Bank-bank sangat menentang hasil, dengan alasan risiko keluar dana deposito, kerentanan sistemik, dan keunggulan kompetitif yang tidak adil untuk stablecoin. Industri kripto, yang dipimpin oleh Coinbase dan Circle, berpendapat bahwa hasil mendorong adopsi, pendapatan, dan daya saing, sekaligus mencegah migrasi modal ke DeFi yang tidak diatur.
Pasar bereaksi tajam ketika draft Undang-Undang CLARITY bocor: Circle turun 18%, Coinbase 8%, sementara BTC sekitar $70.579 mengalami efek likuiditas sekunder. ETH dan token DeFi lebih langsung terpengaruh. Jika larangan hasil pasif disahkan, pertumbuhan USDC melambat, TVL DeFi melonjak sementara, dan saham kripto menghadapi tekanan berkepanjangan. Jika hadiah berbasis aktivitas diizinkan, pasar sebagian pulih, inovasi berlanjut, dan kejelasan regulasi mendorong masuknya institusi.
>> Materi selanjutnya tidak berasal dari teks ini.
//! The explorer core: one synchronously-owned state object that routes
//! pointer, keyboard, drag, and menu events and applies batch settlement
//! rules.
//!
//! Everything here is synchronous and completes within the host's event
//! handler. Asynchronous mutation runs in [`crate::dispatch`]; the host
//! feeds the settled [`BatchReport`] back through
//! [`Explorer::on_batch_settled`].

#[cfg(test)]
#[path = "engine_test.rs"]
mod engine_test;

use std::collections::HashSet;

use crate::clipboard::{ClipAction, ClipItem, Clipboard};
use crate::consts::DRAG_END_SUPPRESS_MS;
use crate::dispatch::{BatchOrigin, BatchReport, MutationBatch, MutationRequest};
use crate::drag::{DragSession, DragSubject, DropVerdict};
use crate::entity::{Container, EntityId, EntityKind, FolderId, FolderTree, Item};
use crate::geometry::{Point, Rect};
use crate::input::{Key, Modifiers};
use crate::marquee::Marquee;
use crate::menu::{self, MenuModel};
use crate::notice::Notice;
use crate::selection::SelectionSet;

/// Work the host must perform after an engine call.
#[derive(Debug, Clone, PartialEq)]
pub enum Action {
    /// Selection, marquee, or drag state changed; repaint highlights and
    /// overlays.
    Render,
    /// Hand this batch to [`crate::dispatch::run_batch`], then feed the
    /// settled report back through [`Explorer::on_batch_settled`].
    Dispatch(MutationBatch),
    /// Show this notice to the user.
    Notify(Notice),
}

/// The selection, drag-transfer, and clipboard engine for one container
/// view.
#[derive(Debug, Default)]
pub struct Explorer {
    container: Option<Container>,
    items: Vec<Item>,
    folders: FolderTree,
    selection: SelectionSet,
    marquee: Marquee,
    drag: Option<DragSession>,
    clipboard: Clipboard,
    last_drag_end_ms: Option<f64>,
}

impl Explorer {
    #[must_use]
    pub fn new() -> Self {
        Self::default()
    }

    // --- Provider inputs ---

    /// Navigate to a container. Selection does not survive navigation;
    /// a marquee or drag in progress is abandoned. The clipboard does
    /// survive, so a cut can be pasted after navigating elsewhere.
    pub fn set_container(&mut self, container: Container) {
        if self.container == Some(container) {
            return;
        }
        self.container = Some(container);
        self.items.clear();
        self.selection.clear();
        self.marquee.release();
        self.drag = None;
    }

    /// Replace the visible item list with a fresh provider snapshot.
    pub fn load_items(&mut self, items: Vec<Item>) {
        self.items = items;
    }

    /// Replace folder parent links with a fresh provider snapshot.
    pub fn load_folder_parents(
        &mut self,
        parents: impl IntoIterator<Item = (FolderId, Option<FolderId>)>,
    ) {
        self.folders.load(parents);
    }

    // --- Render queries ---

    #[must_use]
    pub fn container(&self) -> Option<Container> {
        self.container
    }

    #[must_use]
    pub fn selection(&self) -> &SelectionSet {
        &self.selection
    }

    /// The rubber-band overlay rectangle, if one is active.
    #[must_use]
    pub fn marquee_rect(&self) -> Option<Rect> {
        self.marquee.rect()
    }

    /// The in-flight drag, for ghost/overlay rendering.
    #[must_use]
    pub fn drag_session(&self) -> Option<&DragSession> {
        self.drag.as_ref()
    }

    #[must_use]
    pub fn clipboard(&self) -> &Clipboard {
        &self.clipboard
    }

    // --- Clicks ---

    /// Item click. Ignored inside the post-drag suppression window: a
    /// drop gesture produces a synthetic trailing click that must not
    /// collapse the selection the user just dragged.
    pub fn on_item_click(
        &mut self,
        kind: EntityKind,
        id: EntityId,
        modifiers: Modifiers,
        now_ms: f64,
    ) -> Vec<Action> {
        if self.suppressed(now_ms) {
            return Vec::new();
        }
        if self.selection.click(kind, id, modifiers) {
            vec![Action::Render]
        } else {
            Vec::new()
        }
    }

    // --- Rubber band ---

    /// Pointer-down in the container. Over empty space the rubber band
    /// starts immediately; over an item it is deferred until the pointer
    /// travels past the start threshold.
    pub fn on_pointer_down(&mut self, at: Point, modifiers: Modifiers, now_ms: f64) -> Vec<Action> {
        if self.suppressed(now_ms) {
            return Vec::new();
        }
        let additive = modifiers.additive();
        if self.items.iter().any(|item| item.rect.contains(at)) {
            self.marquee.press_item(at, additive);
            Vec::new()
        } else {
            self.marquee.press_empty(at, additive, &mut self.selection);
            vec![Action::Render]
        }
    }

    pub fn on_pointer_move(&mut self, to: Point) -> Vec<Action> {
        let changed = self.marquee.pointer_move(to, &self.items, &mut self.selection);
        if changed || self.marquee.is_active() {
            vec![Action::Render]
        } else {
            Vec::new()
        }
    }

    /// Pointer-up in the container, or the window-level mouse-up the host
    /// relays when the pointer left mid-gesture. The last computed
    /// selection stands; there is no further commit step.
    pub fn on_pointer_up(&mut self) -> Vec<Action> {
        if self.marquee.release() {
            vec![Action::Render]
        } else {
            Vec::new()
        }
    }

    // --- Drag transfer ---

    /// Drag start from the host's drag layer. The session snapshots the
    /// kind-scoped selection (or just the subject) and freezes it; a
    /// deferred rubber-band press for the same pointer is taken over.
    pub fn on_drag_start(&mut self, subject: DragSubject) -> Vec<Action> {
        self.marquee.release();
        let session = DragSession::begin(subject, &self.selection);
        log::debug!(
            "drag {} started: {:?}, {} item(s)",
            session.id,
            subject.kind(),
            session.dragged_ids.len()
        );
        self.drag = Some(session);
        vec![Action::Render]
    }

    /// Drag over. `target` is the folder under the pointer, or `None`
    /// when the pointer is not over a folder container.
    pub fn on_drag_over(&mut self, target: Option<FolderId>) -> Vec<Action> {
        match &mut self.drag {
            Some(session) if session.over_target != target => {
                session.over_target = target;
                vec![Action::Render]
            }
            _ => Vec::new(),
        }
    }

    /// Drop. No target cancels with the selection preserved; a circular
    /// folder drop is rejected with a notice; a drop where every item
    /// already has the target as parent is success with no mutation and
    /// no notice; anything else dispatches one move per dragged id.
    pub fn on_drop(&mut self, target: Option<FolderId>, now_ms: f64) -> Vec<Action> {
        let Some(session) = self.drag.take() else {
            return Vec::new();
        };
        self.last_drag_end_ms = Some(now_ms);
        let kind = session.subject.kind();
        let items = &self.items;
        let verdict = session.validate_drop(
            target,
            |id| {
                items
                    .iter()
                    .find(|item| item.entity.kind == kind && item.entity.id == id)
                    .and_then(|item| item.entity.parent_folder_id)
            },
            &self.folders,
        );
        match verdict {
            DropVerdict::Cancelled | DropVerdict::AlreadyThere => vec![Action::Render],
            DropVerdict::Rejected(err) => {
                log::debug!("drag {} rejected: {err}", session.id);
                vec![Action::Render, Action::Notify(Notice::DropRejected(err))]
            }
            DropVerdict::Move { target, ids } => {
                let requests = ids
                    .into_iter()
                    .map(|id| MutationRequest::Move {
                        id,
                        kind,
                        target_folder: Some(target),
                        target_project: None,
                    })
                    .collect();
                let batch = MutationBatch::new(BatchOrigin::DragMove { kind }, requests);
                vec![Action::Render, Action::Dispatch(batch)]
            }
        }
    }

    // --- Context menus ---

    /// Right-click on an item. The host repaints after this call: the
    /// selection may have collapsed to the clicked item.
    pub fn on_item_context_menu(&mut self, kind: EntityKind, id: EntityId) -> MenuModel {
        let entity = self
            .items
            .iter()
            .find(|item| item.entity.kind == kind && item.entity.id == id)
            .map(|item| item.entity);
        match entity {
            Some(entity) => menu::resolve_item_menu(entity, &mut self.selection, &self.clipboard),
            None => menu::resolve_container_menu(&mut self.selection, &self.clipboard),
        }
    }

    /// Right-click on empty container space. Clears the selection.
    pub fn on_container_context_menu(&mut self) -> MenuModel {
        menu::resolve_container_menu(&mut self.selection, &self.clipboard)
    }

    // --- Clipboard ---

    /// Stage the current selection as a Cut, one slot per selected kind.
    pub fn cut_selection(&mut self) -> Vec<Action> {
        self.stage_selection(ClipAction::Cut)
    }

    /// Stage the current selection as a Copy, one slot per selected kind.
    pub fn copy_selection(&mut self) -> Vec<Action> {
        self.stage_selection(ClipAction::Copy)
    }

    fn stage_selection(&mut self, action: ClipAction) -> Vec<Action> {
        if self.selection.is_empty() {
            return Vec::new();
        }
        for kind in EntityKind::ALL {
            if self.selection.ids(kind).is_empty() {
                continue;
            }
            let staged: Vec<ClipItem> = self
                .items
                .iter()
                .filter(|item| {
                    item.entity.kind == kind && self.selection.contains(kind, item.entity.id)
                })
                .map(|item| ClipItem {
                    entity: item.entity,
                    name: item.name.clone(),
                })
                .collect();
            self.clipboard.stage(action, kind, staged);
        }
        vec![Action::Render]
    }

    /// Paste the staged slot of `kind` into `target` — the current
    /// container for menu and keyboard pastes, or another folder for the
    /// "paste into this folder" affordance. A rejected paste leaves the
    /// slot staged; a planned paste consumes it.
    pub fn paste(&mut self, kind: EntityKind, target: Container) -> Vec<Action> {
        match self.clipboard.plan_paste(kind, target, &self.folders) {
            Err(err) => {
                log::debug!("paste rejected: {err}");
                vec![Action::Notify(Notice::PasteRejected(err))]
            }
            Ok(None) => Vec::new(),
            Ok(Some(batch)) => vec![Action::Render, Action::Dispatch(batch)],
        }
    }

    // --- Keyboard ---

    /// Keyboard shortcuts: Escape abandons the marquee or drag and clears
    /// the selection; ctrl/cmd+A selects all visible items; ctrl/cmd+X
    /// and ctrl/cmd+C stage the selection; ctrl/cmd+V pastes the most
    /// recently staged kind into the current container.
    pub fn on_key_down(&mut self, key: &Key, modifiers: Modifiers) -> Vec<Action> {
        match key.0.as_str() {
            "Escape" => {
                let mut changed = self.marquee.release();
                changed |= self.drag.take().is_some();
                if !self.selection.is_empty() {
                    self.selection.clear();
                    changed = true;
                }
                if changed { vec![Action::Render] } else { Vec::new() }
            }
            "a" | "A" if modifiers.additive() => {
                let mut next = SelectionSet::new();
                for item in &self.items {
                    next.insert(item.entity.kind, item.entity.id);
                }
                if next == self.selection {
                    Vec::new()
                } else {
                    self.selection.replace(next);
                    vec![Action::Render]
                }
            }
            "x" | "X" if modifiers.additive() => self.cut_selection(),
            "c" | "C" if modifiers.additive() => self.copy_selection(),
            "v" | "V" if modifiers.additive() => {
                let Some(container) = self.container else {
                    return Vec::new();
                };
                match self.clipboard.latest_staged_kind() {
                    Some(kind) => self.paste(kind, container),
                    None => Vec::new(),
                }
            }
            _ => Vec::new(),
        }
    }

    // --- Settlement ---

    /// Fold a settled batch back into the interaction state. Full success
    /// clears the selection and emits the count-aware notice; any failure
    /// keeps exactly the failed items selected so the user can retry, and
    /// emits the aggregate notice once for the whole batch.
    pub fn on_batch_settled(&mut self, report: &BatchReport) -> Vec<Action> {
        let kind = report.origin.kind();
        if report.is_full_success() {
            self.selection.clear();
            let count = report.outcomes.len();
            let notice = match report.origin {
                BatchOrigin::DragMove { .. } | BatchOrigin::PasteCut { .. } => {
                    Notice::Moved { kind, count }
                }
                BatchOrigin::PasteCopy { .. } => Notice::Copied { kind, count },
            };
            vec![Action::Render, Action::Notify(notice)]
        } else {
            let failed: HashSet<EntityId> = report.failed_ids().collect();
            let mut next = SelectionSet::new();
            for id in &failed {
                next.insert(kind, *id);
            }
            self.selection.replace(next);
            vec![
                Action::Render,
                Action::Notify(Notice::BatchFailed {
                    succeeded: report.succeeded(),
                    failed: report.failed(),
                }),
            ]
        }
    }

    fn suppressed(&self, now_ms: f64) -> bool {
        self.last_drag_end_ms
            .is_some_and(|end| now_ms - end < DRAG_END_SUPPRESS_MS)
    }
}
Likuiditas adalah kekhawatiran terbesar. Stablecoin menyediakan tulang punggung pasar kripto. Menghapus hasil berisiko menyebabkan modal keluar dari pool terpusat ke DeFi atau aset dunia nyata yang ditokenisasi, memperlebar spread bid-ask dan memecah kedalaman pasar. USDT mungkin mendapatkan dominasi karena USDC menghadapi beban regulasi. Volume perdagangan bisa bergeser, aktivitas DeFi di chain mungkin melonjak tetapi dalam pool yang terfragmentasi dan lebih berisiko, dan volume bursa terpusat bisa menurun.
Kartu wild adalah pembungkus DeFi, yang dapat mengarahkan stablecoin idle ke protokol yang menghasilkan hasil secara legal, meningkatkan TVL dan token tata kelola (AAVE, CRV, UNI), mempercepat adopsi DeFi, dan mengalihkan fokus regulasi ke kontrak pintar sambil meningkatkan risiko pengguna.
Jangka pendek (0–3 bulan): ketidakpastian legislatif menekan Circle dan Coinbase; BTC sebagian besar dipengaruhi faktor makro.
Jangka menengah (3–12 bulan): undang-undang CLARITY yang diperjelas dapat menstabilkan pasar, meningkatkan masuknya institusi, dan mendukung pertumbuhan BTC dan kripto.
Jangka panjang: perdebatan ini akan menentukan apakah stablecoin berkembang menjadi produk tabungan dominan atau tetap sebagai jalur transaksi, membentuk kapitalisasi pasar USDC, TVL DeFi, pendapatan bursa, masuknya ETF BTC, dan aliran modal secara keseluruhan selama bertahun-tahun.
Singkatnya, perdebatan hasil stablecoin bukanlah masalah regulasi kecil — ini adalah pertarungan tentang siapa yang mengendalikan infrastruktur sistem keuangan digital, dengan dampak terhadap harga kripto, likuiditas, DeFi, dan keuangan global.